He left before Elmer could try and pump him for more information, ducked into a dry goods store for hardtack, coffee, and a tin pan to cook in, then headed for the livery, and Star. He found her trotting around in the corral by the stable when he arrived, kicking up her heels and looking all kinds of frisky. Bobby, the eldest of the stable boys, strolled out of the barn’s interior, wiping his hands on a rag. “Hey there, Gideon,” he called.
“Howdy, Bobby. I came by to take this one off your hands,” he said, and whistled for her. She threw her head and trotted over, reaching her long neck over the top of the corral fence to nibble at his hair.
“She weren’t no trouble. Lots of energy, but docile as a lamb,” Bobby said.
“That’s what makes her special,” he said fondly. To his horse he said, “Time to go, girl,” and led her by a haft of mane over to the gate. “You mind finding Mitch so him and me can settle my account?”
Bobby ran off and came back a minute later, carrying Gideon’s blanket and saddle, bridle and bags. Gideon filled the saddlebags, weighting them carefully before he threw on the blanket and saddle, adjusted the saddlebags once more and tied on his carpetbag suitcase behind the cantle carefully so it wouldn’t bounce around. When he fed Star the bit she stomped a foreleg, clearly ready for a run that Gideon would be all too happy to give her.
As Gideon tightened the leather at her cheek, Mitchell Freeman strolled up. He handed over two quarters and said, “That makes us square.” Gideon didn’t complain. He was surprised to get anything back, since Bobby’d told him Star had had her oats this morning. “Where you headed?” Mitch asked.
“San Francisco,” he said, swinging up into the saddle. Star threw her head and tried to work the bit forward, a bad habit she developed when she didn’t get enough exercise, and Gideon felt a little bad for neglecting her this past week.
“You’re riding?” Mitch asked.
“Yep. Spent too much of my travel money to get Star a stall on the train.”
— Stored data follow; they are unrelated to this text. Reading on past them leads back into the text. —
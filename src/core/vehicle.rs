use rust_decimal::Decimal;
use schemars::JsonSchema;
use serde::{Deserialize, Serialize};
use std::fmt;
use std::str::FromStr;

#[derive(Debug, thiserror::Error, PartialEq, Eq)]
#[error("unknown fuel type '{0}' (expected gasoline, diesel or hybrid)")]
pub struct ParseFuelError(pub String);

/// Engine fuel as declared by the importer
#[derive(Debug, Clone, Copy, PartialEq, Eq, Default, Serialize, Deserialize, JsonSchema)]
#[serde(rename_all = "lowercase")]
pub enum FuelType {
    #[default]
    #[serde(rename = "gasoline", alias = "petrol")]
    GasolineOrHybrid,
    Diesel,
    Hybrid,
}

/// Fuel grouping used by the legal entity duty tables
#[derive(Debug, Clone, Copy, PartialEq, Eq)]
pub enum FuelClass {
    GasolineOrHybrid,
    Diesel,
}

impl FuelType {
    /// Hybrids are rated as gasoline engines.
    pub fn rate_class(&self) -> FuelClass {
        match self {
            FuelType::GasolineOrHybrid | FuelType::Hybrid => FuelClass::GasolineOrHybrid,
            FuelType::Diesel => FuelClass::Diesel,
        }
    }

    pub fn display(&self) -> &'static str {
        match self {
            FuelType::GasolineOrHybrid => "gasoline",
            FuelType::Diesel => "diesel",
            FuelType::Hybrid => "hybrid",
        }
    }
}

impl fmt::Display for FuelType {
    fn fmt(&self, f: &mut fmt::Formatter<'_>) -> fmt::Result {
        write!(f, "{}", self.display())
    }
}

impl FromStr for FuelType {
    type Err = ParseFuelError;

    fn from_str(s: &str) -> Result<Self, Self::Err> {
        match s.trim().to_lowercase().as_str() {
            "gasoline" | "petrol" => Ok(FuelType::GasolineOrHybrid),
            "diesel" => Ok(FuelType::Diesel),
            "hybrid" => Ok(FuelType::Hybrid),
            _ => Err(ParseFuelError(s.to_string())),
        }
    }
}

/// Everything the duty tables need to know about one vehicle and its importer
#[derive(Debug, Clone, PartialEq, Serialize, Deserialize, JsonSchema)]
pub struct VehicleProfile {
    /// Price already converted to the settlement currency
    #[schemars(with = "f64")]
    pub price_settlement: Decimal,
    /// Engine displacement in cubic centimeters
    pub engine_volume_cc: u32,
    /// Engine power in horsepower
    pub engine_power_hp: u32,
    /// Full years since production
    pub age_years: u32,
    #[serde(default)]
    pub is_electric: bool,
    /// Importer is an organization rather than a private individual
    #[serde(default)]
    pub is_legal_entity: bool,
    /// Vehicle is imported for resale rather than personal use
    #[serde(default)]
    pub is_commercial: bool,
    #[serde(default)]
    pub fuel_type: FuelType,
}

impl VehicleProfile {
    /// Same vehicle with the resale flag set
    pub fn for_resale(&self) -> Self {
        VehicleProfile {
            is_commercial: true,
            ..self.clone()
        }
    }

    /// Importer pays excise and VAT
    pub fn pays_excise_and_vat(&self) -> bool {
        self.is_legal_entity || self.is_electric
    }

    /// Higher recycling coefficients apply
    pub fn commercial_recycling(&self) -> bool {
        self.is_commercial || self.is_legal_entity
    }
}
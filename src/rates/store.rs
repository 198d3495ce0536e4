use super::RateSnapshot;
use std::fs::{self, File};
use std::io::{self, BufReader, Write};
use std::path::{Path, PathBuf};
use tempfile::NamedTempFile;

/// Persistence for the last fetched snapshot
pub trait SnapshotStore {
    /// Last saved snapshot. Missing or unreadable stores yield `None`.
    fn load(&self) -> Option<RateSnapshot>;
    fn save(&self, snapshot: &RateSnapshot) -> io::Result<()>;
}

/// JSON cache file, replaced atomically on every save
#[derive(Debug, Clone)]
pub struct CacheFile {
    path: PathBuf,
}

impl CacheFile {
    pub fn new(path: impl Into<PathBuf>) -> Self {
        CacheFile { path: path.into() }
    }

    pub fn path(&self) -> &Path {
        &self.path
    }

    fn dir(&self) -> &Path {
        match self.path.parent() {
            Some(parent) if !parent.as_os_str().is_empty() => parent,
            _ => Path::new("."),
        }
    }
}

impl SnapshotStore for CacheFile {
    fn load(&self) -> Option<RateSnapshot> {
        let file = match File::open(&self.path) {
            Ok(file) => file,
            Err(err) if err.kind() == io::ErrorKind::NotFound => {
                log::debug!("No rate cache at {}", self.path.display());
                return None;
            }
            Err(err) => {
                log::warn!("Cannot open rate cache {}: {}", self.path.display(), err);
                return None;
            }
        };
        match serde_json::from_reader::<_, RateSnapshot>(BufReader::new(file)) {
            Ok(snapshot) => {
                log::debug!(
                    "Loaded {} cached rates from {}",
                    snapshot.rates.len(),
                    snapshot.timestamp
                );
                Some(snapshot)
            }
            Err(err) => {
                log::warn!("Ignoring unreadable rate cache {}: {}", self.path.display(), err);
                None
            }
        }
    }

    fn save(&self, snapshot: &RateSnapshot) -> io::Result<()> {
        let dir = self.dir();
        fs::create_dir_all(dir)?;

        // readers never see a partially written file
        let mut tmp = NamedTempFile::new_in(dir)?;
        serde_json::to_writer_pretty(&mut tmp, snapshot)?;
        tmp.flush()?;
        tmp.as_file().sync_all()?;
        tmp.persist(&self.path)?;

        log::debug!("Saved rate cache to {}", self.path.display());
        Ok(())
    }
}

#[cfg(test)]
mod tests {
    use super::*;
    use crate::rates::tests::sample_rates;
    use chrono::{TimeZone, Utc};
    use tempfile::TempDir;

    fn snapshot() -> RateSnapshot {
        RateSnapshot {
            timestamp: Utc.with_ymd_and_hms(2025, 3, 1, 12, 0, 0).unwrap(),
            rates: sample_rates(),
        }
    }

    #[test]
    fn missing_file_loads_nothing() {
        let dir = TempDir::new().unwrap();
        let store = CacheFile::new(dir.path().join("currency_cache.json"));
        assert_eq!(store.load(), None);
    }

    #[test]
    fn save_then_load() {
        let dir = TempDir::new().unwrap();
        let store = CacheFile::new(dir.path().join("currency_cache.json"));
        store.save(&snapshot()).unwrap();
        assert_eq!(store.load(), Some(snapshot()));
    }

    #[test]
    fn save_overwrites_previous_snapshot() {
        let dir = TempDir::new().unwrap();
        let store = CacheFile::new(dir.path().join("currency_cache.json"));
        store.save(&snapshot()).unwrap();

        let newer = RateSnapshot {
            timestamp: Utc.with_ymd_and_hms(2025, 3, 2, 12, 0, 0).unwrap(),
            rates: Default::default(),
        };
        store.save(&newer).unwrap();
        assert_eq!(store.load(), Some(newer));
        // only the cache file is left behind
        assert_eq!(fs::read_dir(dir.path()).unwrap().count(), 1);
    }

    #[test]
    fn save_creates_parent_directories() {
        let dir = TempDir::new().unwrap();
        let store = CacheFile::new(dir.path().join("nested/cache/rates.json"));
        store.save(&snapshot()).unwrap();
        assert!(store.path().exists());
    }

    #[test]
    fn corrupt_file_loads_nothing() {
        let dir = TempDir::new().unwrap();
        let path = dir.path().join("currency_cache.json");
        fs::write(&path, "{\"timestamp\": ").unwrap();
        assert_eq!(CacheFile::new(path).load(), None);
    }

    #[test]
    fn reads_file_written_by_earlier_tool() {
        let dir = TempDir::new().unwrap();
        let path = dir.path().join("currency_cache.json");
        fs::write(
            &path,
            r#"{
  "timestamp": "2025-03-01T09:15:42.516233",
  "data": {
    "KRW": {"ID": "R01815", "NumCode": "410", "CharCode": "KRW", "Nominal": 1000, "Name": "Won", "Value": 61.2345, "Previous": 61.1}
  }
}"#,
        )
        .unwrap();
        let snapshot = CacheFile::new(path).load().unwrap();
        assert_eq!(snapshot.rates.len(), 1);
        assert_eq!(snapshot.rates["KRW"].nominal.get(), 1000);
    }

    #[test]
    fn save_keeps_every_published_field() {
        let dir = TempDir::new().unwrap();
        let path = dir.path().join("currency_cache.json");
        fs::write(
            &path,
            r#"{
  "timestamp": "2025-03-01T09:15:42Z",
  "data": {
    "KRW": {"ID": "R01815", "NumCode": "410", "CharCode": "KRW", "Nominal": 1000, "Name": "Won", "Value": 61.2345, "Previous": 61.1}
  }
}"#,
        )
        .unwrap();
        let store = CacheFile::new(&path);
        let snapshot = store.load().unwrap();
        store.save(&snapshot).unwrap();

        let saved: serde_json::Value =
            serde_json::from_str(&fs::read_to_string(&path).unwrap()).unwrap();
        let krw = &saved["data"]["KRW"];
        assert_eq!(krw["ID"], "R01815");
        assert_eq!(krw["NumCode"], "410");
        assert_eq!(krw["CharCode"], "KRW");
        assert_eq!(krw["Previous"], 61.1);
        assert_eq!(krw["Value"], 61.2345);
        assert_eq!(krw["Nominal"], 1000);
        assert_eq!(store.load(), Some(snapshot));
    }
}
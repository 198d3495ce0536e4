//! Age command - classify a production date

use crate::core::classify_age;
use clap::Args;

#[derive(Args, Debug)]
pub struct AgeCommand {
    /// Production date as YYYYMM (e.g. 202106)
    production: String,

    /// Output as JSON instead of text
    #[arg(long)]
    json: bool,
}

impl AgeCommand {
    pub fn exec(&self) -> anyhow::Result<()> {
        let class = classify_age(&self.production)?;
        if self.json {
            println!("{}", serde_json::to_string_pretty(&class)?);
        } else {
            let eligible = if class.eligible { "yes" } else { "no" };
            println!("Age bucket: {} years", class.age_bucket);
            println!("Eligible:   {}", eligible);
        }
        Ok(())
    }
}
pub mod age;
pub mod batch;
pub mod convert;
pub mod quote;
pub mod rates;
pub mod schema;

use crate::core::{age_from_year, classify_age_at, FuelType};
use crate::rates::{
    normalize_code, Clock, RateCache, RateError, RateSource, SnapshotStore, SETTLEMENT_CURRENCY,
};
use chrono::NaiveDate;
use clap::ValueEnum;
use rust_decimal::prelude::ToPrimitive;
use rust_decimal::{Decimal, RoundingStrategy};

/// Fuel as given on the command line or in a batch file
#[derive(Debug, Clone, Copy, Default, PartialEq, Eq, ValueEnum)]
pub enum FuelArg {
    #[default]
    #[value(alias = "petrol")]
    Gasoline,
    Diesel,
    Hybrid,
    Electric,
}

impl FuelArg {
    /// Fuel type for the duty tables, and whether the vehicle is electric.
    /// Electric vehicles keep the default fuel type.
    pub fn resolve(self) -> (FuelType, bool) {
        match self {
            FuelArg::Gasoline => (FuelType::GasolineOrHybrid, false),
            FuelArg::Diesel => (FuelType::Diesel, false),
            FuelArg::Hybrid => (FuelType::Hybrid, false),
            FuelArg::Electric => (FuelType::default(), true),
        }
    }

    /// Case-insensitive parse, for values read from files
    pub fn parse(s: &str) -> anyhow::Result<Self> {
        <FuelArg as ValueEnum>::from_str(s.trim(), true).map_err(|_| {
            anyhow::anyhow!(
                "unknown fuel '{}' (expected gasoline, diesel, hybrid or electric)",
                s
            )
        })
    }
}

/// Age in full years from exactly one of: explicit years, a `YYYYMM`
/// production date, or a production year
pub fn resolve_age(
    age: Option<u32>,
    produced: Option<&str>,
    year: Option<i32>,
    today: NaiveDate,
) -> anyhow::Result<u32> {
    match (age, produced, year) {
        (Some(age), None, None) => Ok(age),
        (None, Some(produced), None) => {
            let class = classify_age_at(produced, today)?;
            if !class.eligible {
                log::info!(
                    "Production date {} is outside the 3-5 year window",
                    produced
                );
            }
            Ok(class.age_bucket)
        }
        (None, None, Some(year)) => Ok(age_from_year(year, today)),
        (None, None, None) => {
            anyhow::bail!("vehicle age missing: give age, production date or year")
        }
        _ => anyhow::bail!("give only one of age, production date or year"),
    }
}

/// Amount in the settlement currency. The cache is only consulted for
/// foreign currencies.
pub fn settlement_price<S, T, C>(
    cache: &RateCache<S, T, C>,
    amount: Decimal,
    currency: &str,
) -> Result<Decimal, RateError>
where
    S: RateSource,
    T: SnapshotStore,
    C: Clock,
{
    if normalize_code(currency) == SETTLEMENT_CURRENCY {
        Ok(amount)
    } else {
        cache.convert(amount, currency, SETTLEMENT_CURRENCY)
    }
}

/// Whole settlement units with thousands separators
pub fn format_rub(amount: Decimal) -> String {
    let rounded = amount.round_dp_with_strategy(0, RoundingStrategy::MidpointAwayFromZero);
    let Some(units) = rounded.to_i128() else {
        return rounded.to_string();
    };

    let digits = units.unsigned_abs().to_string();
    let mut grouped = String::with_capacity(digits.len() + digits.len() / 3);
    for (i, c) in digits.chars().enumerate() {
        if i > 0 && (digits.len() - i) % 3 == 0 {
            grouped.push(',');
        }
        grouped.push(c);
    }
    if units < 0 {
        format!("-{}", grouped)
    } else {
        grouped
    }
}
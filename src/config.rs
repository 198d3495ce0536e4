use crate::rates::{cbr, CacheFile, CbrRateSource, RateCache, RateError, SystemClock};
use serde::{Deserialize, Serialize};
use std::path::{Path, PathBuf};
use std::time::Duration;

/// Settings file picked up from the working directory when no `--config` is given
pub const DEFAULT_CONFIG_FILE: &str = "dutyc.toml";

#[derive(Debug, thiserror::Error)]
pub enum ConfigError {
    #[error("cannot read config {path}: {source}")]
    Io {
        path: PathBuf,
        source: std::io::Error,
    },
    #[error("invalid config {path}: {source}")]
    Parse {
        path: PathBuf,
        source: toml::de::Error,
    },
    #[error("invalid value for {field}: {reason}")]
    Invalid { field: &'static str, reason: String },
}

#[derive(Debug, Clone, Default, PartialEq, Serialize, Deserialize)]
#[serde(default, deny_unknown_fields)]
pub struct Settings {
    pub rates: RateSettings,
}

#[derive(Debug, Clone, PartialEq, Serialize, Deserialize)]
#[serde(default, deny_unknown_fields)]
pub struct RateSettings {
    /// Endpoint serving the daily rates JSON
    pub url: String,
    /// Where the last fetched snapshot is kept
    pub cache_file: PathBuf,
    /// Hours a cached snapshot stays fresh
    pub ttl_hours: u32,
    /// Timeout for the rate request
    pub timeout_seconds: u64,
}

impl Default for RateSettings {
    fn default() -> Self {
        RateSettings {
            url: cbr::DEFAULT_URL.to_string(),
            cache_file: PathBuf::from("currency_cache.json"),
            ttl_hours: 6,
            timeout_seconds: 10,
        }
    }
}

impl Settings {
    /// Load settings from an explicit file, or `dutyc.toml` if present, or defaults
    pub fn load(path: Option<&Path>) -> Result<Self, ConfigError> {
        match path {
            Some(path) => Self::from_file(path),
            None if Path::new(DEFAULT_CONFIG_FILE).exists() => {
                Self::from_file(Path::new(DEFAULT_CONFIG_FILE))
            }
            None => {
                log::debug!("No config file, using defaults");
                Ok(Settings::default())
            }
        }
    }

    pub fn from_file(path: &Path) -> Result<Self, ConfigError> {
        let content = std::fs::read_to_string(path).map_err(|source| ConfigError::Io {
            path: path.to_path_buf(),
            source,
        })?;
        let settings: Settings = toml::from_str(&content).map_err(|source| ConfigError::Parse {
            path: path.to_path_buf(),
            source,
        })?;
        settings.validate()?;
        log::debug!("Loaded config from {}", path.display());
        Ok(settings)
    }

    pub fn validate(&self) -> Result<(), ConfigError> {
        let rates = &self.rates;
        let invalid = |field, reason: &str| ConfigError::Invalid {
            field,
            reason: reason.to_string(),
        };

        let url = reqwest::Url::parse(&rates.url)
            .map_err(|err| invalid("rates.url", &err.to_string()))?;
        if !matches!(url.scheme(), "http" | "https") {
            return Err(invalid("rates.url", "must be an http or https URL"));
        }
        if rates.cache_file.as_os_str().is_empty() {
            return Err(invalid("rates.cache_file", "cannot be empty"));
        }
        if rates.ttl_hours == 0 {
            return Err(invalid("rates.ttl_hours", "must be at least 1"));
        }
        if rates.timeout_seconds == 0 {
            return Err(invalid("rates.timeout_seconds", "must be at least 1"));
        }
        Ok(())
    }

    pub fn ttl(&self) -> chrono::Duration {
        chrono::Duration::hours(i64::from(self.rates.ttl_hours))
    }

    /// Rate cache backed by the configured endpoint and cache file
    pub fn rate_cache(&self) -> Result<RateCache<CbrRateSource>, RateError> {
        let source = CbrRateSource::new(
            self.rates.url.clone(),
            Duration::from_secs(self.rates.timeout_seconds),
        )?;
        Ok(RateCache::new(
            source,
            CacheFile::new(&self.rates.cache_file),
            SystemClock,
            self.ttl(),
        ))
    }
}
“Long trip alone,” Mitch said.
Gideon smiled again. It would be, if he were traveling alone. He reined out with a wave for both men and put the late morning sun to his back, let Star pick her way across the train tracks and onto Front Street. The buildings on this side of the tracks were more ramshackle, shacks and tired storefronts that petered out fast. He started looking for Jed almost immediately, but was maybe half a mile out of town before he spotted him, standing just off the edge of the road, his belongings in the big leather sack that hung from one shoulder. A Winchester rifle was tied to the side of it, surprising for an Indian—it was probably good he’d left it hid out of town.
“Didn’t think you’d carry a gun,” Gideon said as he came alongside.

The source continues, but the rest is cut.